64 bit arithmetic soft fork

Hi all, when reviewing OP_TLUV mailing list posts it became clear that 64bit arithmetic would be a subset of necessary changes to enable something like TLUV. I’ve heard from other protocol developers that 64bit arithmetic operations would be useful to their protocols as well.

Here is a live link to my BIP proposal: 64bit arithmetic op codes by Christewart · Pull Request #1538 · bitcoin/bips · GitHub

and the implementation:

I figured I would try posting here to see if there is any early feedback before sending to the mailing list. Apologies if this isn’t the right format for this venue.

6 Likes

ACK 64 bit arithmetics in general.

aside from TLUV, it would also be useful for any more detailed introspection, like TXHASH, CAT, elements opcodes, MATT.

Concept ACK. I think most proposed covenant opcodes would really benefit from being able to do arithmetics on satoshi values.

No opinion on the value of such a consensus change, but I’m confused why this is introducing a whole new encoding for numbers, as opposed to just expanding how big the input values to the existing opcodes can be through e.g. an OP_ENABLE64BIT? That would avoid duplicating all the opcodes (whose namespace isn’t infinite), and reduce possible confusion.

2 Likes

t I’m confused why this is introducing a whole new encoding for numbers, as opposed to just expanding how big the input values to the existing opcodes can be through e.g. an OP_ENABLE64BIT

I don’t understand this. Little endian is a pretty conventional encoding system no? I think the goal should be to remove weirdness when possible in favor of conventional number systems. Could you link me to more information on this so I can read about it?

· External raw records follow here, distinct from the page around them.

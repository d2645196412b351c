//! ACME account configuration
//!
//! Loads the settings the account provisioner needs (directory URL, contact
//! email, key type and size, storage location) from a KDL file, applies
//! environment overrides and validates the result.
//!
//! # Example
//!
//! ```kdl
//! acme-account {
//!     directory-url "https://acme-v02.api.letsencrypt.org/directory"
//!     email "admin@example.com"
//!     key-type "ec"
//!     key-size 384
//!     storage "/var/lib/acme-account"
//! }
//! ```

use std::fmt;
use std::path::{Path, PathBuf};
use std::str::FromStr;

use serde::{Deserialize, Serialize};
use tracing::{debug, trace};
use validator::Validate;

mod error;
mod kdl;
pub mod validate;

pub use error::ConfigError;
pub use validate::{ErrorCategory, ValidationError, ValidationResult, ValidationWarning};

/// Let's Encrypt production directory
pub const LETSENCRYPT_DIRECTORY: &str = "https://acme-v02.api.letsencrypt.org/directory";

/// Let's Encrypt staging directory
pub const LETSENCRYPT_STAGING_DIRECTORY: &str =
    "https://acme-staging-v02.api.letsencrypt.org/directory";

/// EC key sizes that select a named curve. Anything else falls back to P-384.
pub const SUPPORTED_EC_SIZES: [u32; 4] = [224, 256, 384, 521];

/// Prefix for environment variable overrides
pub const ENV_PREFIX: &str = "ACME_ACCOUNT_";

// ============================================================================
// Key type configuration
// ============================================================================

/// Asymmetric key family for the account key
#[derive(Debug, Clone, Copy, PartialEq, Eq, Hash, Serialize, Deserialize)]
#[serde(rename_all = "lowercase")]
pub enum KeyFamily {
    Rsa,
    Ec,
}

impl FromStr for KeyFamily {
    type Err = ConfigError;

    fn from_str(s: &str) -> Result<Self, Self::Err> {
        match s.to_ascii_lowercase().as_str() {
            "rsa" => Ok(KeyFamily::Rsa),
            "ec" | "ecdsa" => Ok(KeyFamily::Ec),
            other => Err(ConfigError::InvalidValue {
                field: "key-type",
                message: format!("unknown key type '{}', expected 'rsa' or 'ec'", other),
            }),
        }
    }
}

impl fmt::Display for KeyFamily {
    fn fmt(&self, f: &mut fmt::Formatter<'_>) -> fmt::Result {
        match self {
            KeyFamily::Rsa => f.write_str("rsa"),
            KeyFamily::Ec => f.write_str("ec"),
        }
    }
}

/// Named elliptic curve selected by an EC key size
#[derive(Debug, Clone, Copy, PartialEq, Eq, Hash)]
pub enum EcCurve {
    P224,
    P256,
    P384,
    P521,
}

impl EcCurve {
    /// Select the curve for a key size.
    ///
    /// Sizes outside [`SUPPORTED_EC_SIZES`] map to P-384 instead of failing.
    /// [`AccountConfig::validate`] reports such sizes as a warning.
    pub fn from_key_size(size: u32) -> Self {
        match size {
            224 => EcCurve::P224,
            256 => EcCurve::P256,
            384 => EcCurve::P384,
            521 => EcCurve::P521,
            _ => EcCurve::P384,
        }
    }

    /// Key size in bits
    pub fn bits(self) -> u32 {
        match self {
            EcCurve::P224 => 224,
            EcCurve::P256 => 256,
            EcCurve::P384 => 384,
            EcCurve::P521 => 521,
        }
    }
}

impl fmt::Display for EcCurve {
    fn fmt(&self, f: &mut fmt::Formatter<'_>) -> fmt::Result {
        write!(f, "P-{}", self.bits())
    }
}

/// Desired account key type and size
///
/// For RSA `size` is the modulus length in bits. For EC it selects a curve
/// through [`EcCurve::from_key_size`].
#[derive(Debug, Clone, Copy, PartialEq, Eq, Serialize, Deserialize)]
pub struct KeyTypeConfig {
    pub family: KeyFamily,
    pub size: u32,
}

impl KeyTypeConfig {
    pub fn rsa(bits: u32) -> Self {
        Self {
            family: KeyFamily::Rsa,
            size: bits,
        }
    }

    pub fn ec(size: u32) -> Self {
        Self {
            family: KeyFamily::Ec,
            size,
        }
    }

    /// The curve an EC config resolves to, `None` for RSA
    pub fn curve(&self) -> Option<EcCurve> {
        match self.family {
            KeyFamily::Rsa => None,
            KeyFamily::Ec => Some(EcCurve::from_key_size(self.size)),
        }
    }
}

impl Default for KeyTypeConfig {
    fn default() -> Self {
        Self::rsa(default_rsa_bits())
    }
}

impl fmt::Display for KeyTypeConfig {
    fn fmt(&self, f: &mut fmt::Formatter<'_>) -> fmt::Result {
        match self.curve() {
            Some(curve) => write!(f, "ec/{}", curve),
            None => write!(f, "rsa/{}", self.size),
        }
    }
}

// ============================================================================
// Settings provider
// ============================================================================

/// Source of the settings the provisioner reads on every run
///
/// The provisioner does not own its configuration; embedders can back this
/// with whatever configuration system they already have.
pub trait AccountSettings: Send + Sync {
    /// ACME directory endpoint
    fn directory_url(&self) -> &str;

    /// Family of newly generated account keys
    fn key_type(&self) -> KeyFamily;

    /// Size of newly generated account keys
    fn key_size(&self) -> u32;

    /// Contact email registered with the authority
    fn contact_email(&self) -> &str;

    /// Key type and size combined
    fn key_config(&self) -> KeyTypeConfig {
        KeyTypeConfig {
            family: self.key_type(),
            size: self.key_size(),
        }
    }
}

// ============================================================================
// Account configuration
// ============================================================================

/// Complete account configuration
#[derive(Debug, Clone, PartialEq, Serialize, Deserialize, Validate)]
pub struct AccountConfig {
    /// ACME directory endpoint
    #[validate(url)]
    pub directory_url: String,

    /// Contact email (normalized to a lower-case `mailto:` URI on use)
    #[validate(email)]
    pub email: String,

    /// Account key type and size
    #[serde(default)]
    pub key: KeyTypeConfig,

    /// Directory holding the stored account
    #[serde(default = "default_storage")]
    pub storage: PathBuf,
}

fn default_rsa_bits() -> u32 {
    2048
}

fn default_storage() -> PathBuf {
    PathBuf::from("/var/lib/acme-account")
}

impl AccountConfig {
    /// Create a configuration for the given contact email with defaults
    /// for everything else.
    pub fn new(email: impl Into<String>) -> Self {
        Self {
            directory_url: LETSENCRYPT_DIRECTORY.to_string(),
            email: email.into(),
            key: KeyTypeConfig::default(),
            storage: default_storage(),
        }
    }

    /// Load configuration from a KDL file
    pub fn from_file(path: impl AsRef<Path>) -> Result<Self, ConfigError> {
        let path = path.as_ref();
        let content = std::fs::read_to_string(path).map_err(|source| ConfigError::Io {
            path: path.to_path_buf(),
            source,
        })?;

        debug!(path = %path.display(), "Loading account configuration");
        Self::from_kdl(&content)
    }

    /// Parse configuration from KDL source
    pub fn from_kdl(source: &str) -> Result<Self, ConfigError> {
        kdl::parse_account_config(source)
    }

    /// Apply `ACME_ACCOUNT_*` environment variable overrides
    pub fn apply_env(self) -> Result<Self, ConfigError> {
        self.apply_overrides(std::env::vars())
    }

    /// Apply overrides from an explicit set of variables
    ///
    /// Only variables carrying [`ENV_PREFIX`] are considered.
    pub fn apply_overrides<I>(mut self, vars: I) -> Result<Self, ConfigError>
    where
        I: IntoIterator<Item = (String, String)>,
    {
        let overrides: EnvOverrides = envy::prefixed(ENV_PREFIX).from_iter(vars)?;

        if let Some(url) = overrides.directory_url {
            trace!(directory_url = %url, "Directory URL overridden from environment");
            self.directory_url = url;
        }
        if let Some(email) = overrides.email {
            self.email = email;
        }
        if let Some(key_type) = overrides.key_type {
            self.key.family = key_type.parse()?;
        }
        if let Some(key_size) = overrides.key_size {
            self.key.size = key_size;
        }
        if let Some(storage) = overrides.storage {
            self.storage = storage;
        }

        Ok(self)
    }

    /// Validate the configuration
    pub fn validate(&self) -> ValidationResult {
        validate::validate_account_config(self)
    }
}

impl AccountSettings for AccountConfig {
    fn directory_url(&self) -> &str {
        &self.directory_url
    }

    fn key_type(&self) -> KeyFamily {
        self.key.family
    }

    fn key_size(&self) -> u32 {
        self.key.size
    }

    fn contact_email(&self) -> &str {
        &self.email
    }
}

#[derive(Debug, Default, Deserialize)]
struct EnvOverrides {
    directory_url: Option<String>,
    email: Option<String>,
    key_type: Option<String>,
    key_size: Option<u32>,
    storage: Option<PathBuf>,
}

That would avoid duplicating all the opcodes (whose namespace isn’t infinite), and reduce possible confusion.

IMO, on the next witness version we should remove OP_ADD/OP_SUB/comparison ops and just force people to use 64 bit versions. That would remove confusion.

Sure, little endian is very conventional, and it’d be a reasonable choice if you’re building something from scratch. But I don’t think there is anything weird with the existing encoding though, it’s minimal-length big endian (EDIT: little-endian with sign-magnitude encoding rather than two’s complement), which for literals inside the script has the advantage of being more compact than forcing a full length constant. Moreover, it has the enormous benefit of being already implemented, tested, deployed, and in use.

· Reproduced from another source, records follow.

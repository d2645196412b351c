//! Filesystem account store
//!
//! # Directory Structure
//!
//! ```text
//! storage/
//! └── account.json      # Every field, base64 encoded, plus write metadata
//! ```
//!
//! `account.json` is replaced through a rename so a crash mid-write leaves
//! the previous document intact.

use std::collections::BTreeMap;
use std::fs;
use std::io::{self, Write};
use std::path::{Path, PathBuf};

use async_trait::async_trait;
use base64::engine::general_purpose::STANDARD;
use base64::Engine as _;
use chrono::{DateTime, Utc};
use serde::{Deserialize, Serialize};
use tracing::{debug, info, trace};

use crate::error::StoreError;
use crate::store::{AccountData, AccountStore, StoreField};

const ACCOUNT_FILE: &str = "account.json";
const ACCOUNT_TMP_FILE: &str = "account.json.tmp";

/// On-disk account document
#[derive(Debug, Serialize, Deserialize)]
struct AccountDocument {
    /// Field layout version, see [`StoreField::SCHEMA_VERSION`]
    version: u32,
    /// When the document was written
    updated: DateTime<Utc>,
    /// Field name -> base64 value
    entries: BTreeMap<String, String>,
}

/// Account store backed by a directory on disk
///
/// The directory is created with 0700 permissions and the account document
/// with 0600 on Unix, since it holds the account private key.
#[derive(Debug)]
pub struct FileAccountStore {
    base_path: PathBuf,
}

impl FileAccountStore {
    /// Open (creating if needed) a store rooted at `base_path`
    pub fn new(base_path: &Path) -> Result<Self, StoreError> {
        fs::create_dir_all(base_path)?;

        #[cfg(unix)]
        {
            use std::os::unix::fs::PermissionsExt;
            fs::set_permissions(base_path, fs::Permissions::from_mode(0o700))?;
        }

        info!(
            storage_path = %base_path.display(),
            "Initialized ACME account storage"
        );

        Ok(Self {
            base_path: base_path.to_path_buf(),
        })
    }

    /// Open an existing store without creating it or changing its permissions
    pub fn open(base_path: &Path) -> Result<Self, StoreError> {
        if !base_path.is_dir() {
            return Err(StoreError::Io(io::Error::new(
                io::ErrorKind::NotFound,
                format!("storage directory {} does not exist", base_path.display()),
            )));
        }

        Ok(Self {
            base_path: base_path.to_path_buf(),
        })
    }

    /// Get the storage base path
    pub fn base_path(&self) -> &Path {
        &self.base_path
    }

    /// Path of the account document
    pub fn account_path(&self) -> PathBuf {
        self.base_path.join(ACCOUNT_FILE)
    }

    /// Read the account document synchronously
    pub fn load(&self) -> Result<AccountData, StoreError> {
        let account_path = self.account_path();

        if !account_path.exists() {
            trace!("No stored ACME account found");
            return Ok(AccountData::new());
        }

        let content = fs::read_to_string(&account_path)?;
        let document: AccountDocument = serde_json::from_str(&content)
            .map_err(|e| StoreError::Corrupt(format!("{}: {}", account_path.display(), e)))?;

        if document.version > StoreField::SCHEMA_VERSION {
            return Err(StoreError::Corrupt(format!(
                "{}: schema version {} is newer than supported version {}",
                account_path.display(),
                document.version,
                StoreField::SCHEMA_VERSION
            )));
        }

        let mut entries = BTreeMap::new();
        for (name, encoded) in document.entries {
            let value = STANDARD.decode(encoded.as_bytes()).map_err(|e| {
                StoreError::Corrupt(format!("field '{}' is not valid base64: {}", name, e))
            })?;
            entries.insert(name, value);
        }

        debug!(
            fields = entries.len(),
            updated = %document.updated,
            "Loaded ACME account data"
        );

        Ok(AccountData::from(entries))
    }

    /// Write the account document synchronously
    pub fn save(&self, data: &AccountData) -> Result<(), StoreError> {
        let document = AccountDocument {
            version: StoreField::SCHEMA_VERSION,
            updated: Utc::now(),
            entries: data
                .iter()
                .map(|(name, value)| (name.to_string(), STANDARD.encode(value)))
                .collect(),
        };
        let content = serde_json::to_string_pretty(&document)
            .map_err(|e| StoreError::Backend(e.to_string()))?;

        let tmp_path = self.base_path.join(ACCOUNT_TMP_FILE);
        let account_path = self.account_path();

        {
            let mut file = fs::File::create(&tmp_path)?;

            // Restrict before any secret bytes are written
            #[cfg(unix)]
            {
                use std::os::unix::fs::PermissionsExt;
                file.set_permissions(fs::Permissions::from_mode(0o600))?;
            }

            file.write_all(content.as_bytes())?;
            file.sync_all()?;
        }

        fs::rename(&tmp_path, &account_path)?;

        info!(
            path = %account_path.display(),
            fields = data.len(),
            "Saved ACME account data"
        );
        Ok(())
    }
}

#[async_trait]
impl AccountStore for FileAccountStore {
    async fn get(&self) -> Result<AccountData, StoreError> {
        self.load()
    }

    async fn put(&self, data: &AccountData) -> Result<(), StoreError> {
        self.save(data)
    }
}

There is a footnote in BIP324:

OP_SUCCESSx may also redefine the behavior of existing opcodes so they could work together with the new opcode. For example, if an OP_SUCCESSx-derived opcode works with 64-bit integers, it may also allow the existing arithmetic opcodes in the same script to do the same.

This seems strictly better to me. It needs fewer new opcodes, doesn’t require a new integer encoding, and leaves the ability to use short literals.

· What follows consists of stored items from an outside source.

//! ACME account tool - Main entry point
//!
//! Offline helpers around ACME account provisioning: configuration checks,
//! key generation and inspection of a stored account.

use std::fs::OpenOptions;
use std::io::Write;
use std::path::{Path, PathBuf};

use anyhow::{bail, Context, Result};
use clap::{Parser, Subcommand, ValueEnum};
use tracing::{debug, info, warn};

use acme_account::{load_stored_account, AccountSigner, FileAccountStore, UriSource};
use acme_account_config::AccountConfig;

/// ACME account provisioning tool
#[derive(Parser, Debug)]
#[command(name = "acme-account")]
#[command(author, version, about, long_about = None)]
#[command(propagate_version = true)]
struct Cli {
    /// Configuration file path
    #[arg(
        short = 'c',
        long = "config",
        env = "ACME_ACCOUNT_CONFIG",
        default_value = "/etc/acme-account/account.kdl",
        global = true
    )]
    config: PathBuf,

    /// Enable verbose logging (debug level)
    #[arg(long = "verbose", global = true)]
    verbose: bool,

    /// Log output format
    #[arg(long = "log-format", value_enum, default_value_t = LogFormat::Text, global = true)]
    log_format: LogFormat,

    #[command(subcommand)]
    command: Commands,
}

#[derive(Debug, Clone, Copy, PartialEq, Eq, ValueEnum)]
enum LogFormat {
    Text,
    Json,
}

#[derive(Subcommand, Debug)]
enum Commands {
    /// Validate the configuration file and exit
    Check,
    /// Generate an account key as configured and print it as PEM
    Keygen {
        /// Write the key to this file instead of stdout
        #[arg(short = 'o', long = "output")]
        output: Option<PathBuf>,
    },
    /// Show the account stored in the configured storage directory
    Inspect,
}

fn main() -> Result<()> {
    let cli = Cli::parse();
    init_logging(cli.verbose, cli.log_format);

    let config = load_config(&cli.config)?;

    match cli.command {
        Commands::Check => check_config(&cli.config, &config),
        Commands::Keygen { output } => keygen(&config, output.as_deref()),
        Commands::Inspect => inspect(&config),
    }
}

fn init_logging(verbose: bool, format: LogFormat) {
    let log_level = if verbose { "debug" } else { "info" };
    let filter = tracing_subscriber::EnvFilter::try_from_default_env()
        .unwrap_or_else(|_| tracing_subscriber::EnvFilter::new(log_level));

    let builder = tracing_subscriber::fmt()
        .with_env_filter(filter)
        .with_target(false)
        .with_writer(std::io::stderr);

    match format {
        LogFormat::Text => builder.init(),
        LogFormat::Json => builder.json().init(),
    }
}

/// Load the configuration file and apply environment overrides
fn load_config(path: &Path) -> Result<AccountConfig> {
    debug!(path = %path.display(), "Loading configuration");

    let config = AccountConfig::from_file(path).and_then(AccountConfig::apply_env);
    match config {
        Ok(config) => Ok(config),
        Err(e) => {
            // Render KDL syntax errors with source spans
            eprintln!("{:?}", miette::Report::new(e));
            bail!("Failed to load configuration from {}", path.display())
        }
    }
}

/// Validate configuration, logging warnings and failing on errors
fn check_config(path: &Path, config: &AccountConfig) -> Result<()> {
    let result = config.validate();

    for warning in &result.warnings {
        warn!("{}", warning);
    }
    for error in &result.errors {
        tracing::error!("{}", error);
    }

    if !result.is_ok() {
        bail!(
            "Configuration validation failed with {} error(s)",
            result.errors.len()
        );
    }

    info!(
        directory = %config.directory_url,
        email = %config.email,
        key_type = %config.key,
        storage = %config.storage.display(),
        "Configuration test successful"
    );
    println!(
        "acme-account: configuration file {} test is successful",
        path.display()
    );
    Ok(())
}

/// Generate a key without touching the account store
fn keygen(config: &AccountConfig, output: Option<&Path>) -> Result<()> {
    let key = acme_account::generate(&config.key).context("Failed to generate account key")?;

    match output {
        Some(path) => {
            write_key_file(path, &key.pem)?;
            info!(
                path = %path.display(),
                key_type = %config.key,
                "Wrote account key"
            );
        }
        None => print!("{}", key.pem),
    }
    Ok(())
}

/// Write a PEM key to a new file, readable by the owner only
fn write_key_file(path: &Path, pem: &str) -> Result<()> {
    let mut options = OpenOptions::new();
    options.write(true).create_new(true);
    #[cfg(unix)]
    {
        use std::os::unix::fs::OpenOptionsExt;
        options.mode(0o600);
    }

    let mut file = options
        .open(path)
        .with_context(|| format!("Failed to create key file {}", path.display()))?;
    file.write_all(pem.as_bytes())
        .with_context(|| format!("Failed to write key file {}", path.display()))?;
    file.sync_all()?;
    Ok(())
}

/// Decode and describe the stored account, without network access
fn inspect(config: &AccountConfig) -> Result<()> {
    let Some(summary) = describe_stored_account(config)? else {
        println!("No ACME account stored in {}", config.storage.display());
        return Ok(());
    };

    print!("{}", summary);
    Ok(())
}

fn describe_stored_account(config: &AccountConfig) -> Result<Option<String>> {
    if !config.storage.exists() {
        return Ok(None);
    }

    let store = FileAccountStore::open(&config.storage)
        .with_context(|| format!("Failed to open storage {}", config.storage.display()))?;
    let data = store.load().context("Failed to read stored account")?;
    if data.is_empty() {
        return Ok(None);
    }

    let account = load_stored_account(&data, &config.directory_url)
        .context("Stored account is unusable")?;
    let signer = account.session.signer();

    let source = match account.uri_source {
        UriSource::RegistrationUrl => "registration URL",
        UriSource::LegacyRegistration => "legacy registration document",
    };

    let mut summary = String::new();
    summary.push_str(&format!("key type:      {}\n", signer.key_type()));
    summary.push_str(&format!("jws algorithm: {}\n", jws_algorithm(signer)));
    summary.push_str(&format!("account uri:   {}\n", account.uri));
    summary.push_str(&format!("uri source:    {}\n", source));
    Ok(Some(summary))
}

fn jws_algorithm(signer: &AccountSigner) -> &'static str {
    signer.jws_algorithm().unwrap_or("none (key cannot sign ACME requests)")
}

Sorry, that’s just baffling to me. You want to push the entire ecosystem to switch to a different number encoding because you think the existing one is a little strange?

3 Likes

ok just to make sure I understand your concerns

  1. You are skeptical of a new encoding - strict 64 bit little endian requirements that would increase witness sizes rather than requiring minimal encoding (I believe fRequireMinimal is the flag in interpreter.cpp). You also don’t want to create more confusion by switching from BE → LE.
  2. IIUC - you are NOT skeptical about expanding arithmetic support from 51 bit support to 64 bit support.

OP_SUCCESSx may also redefine the behavior of existing opcodes so they could work together with the new opcode. For example, if an OP_SUCCESSx-derived opcode works with 64-bit integers, it may also allow the existing arithmetic opcodes in the same script to do the same.

How would this be deployed with existing v1 tapscripts if we redefine the semantics of the arithmetic op codes? Wouldn’t this run into issues of potentially breaking Scripts already deployed with v1?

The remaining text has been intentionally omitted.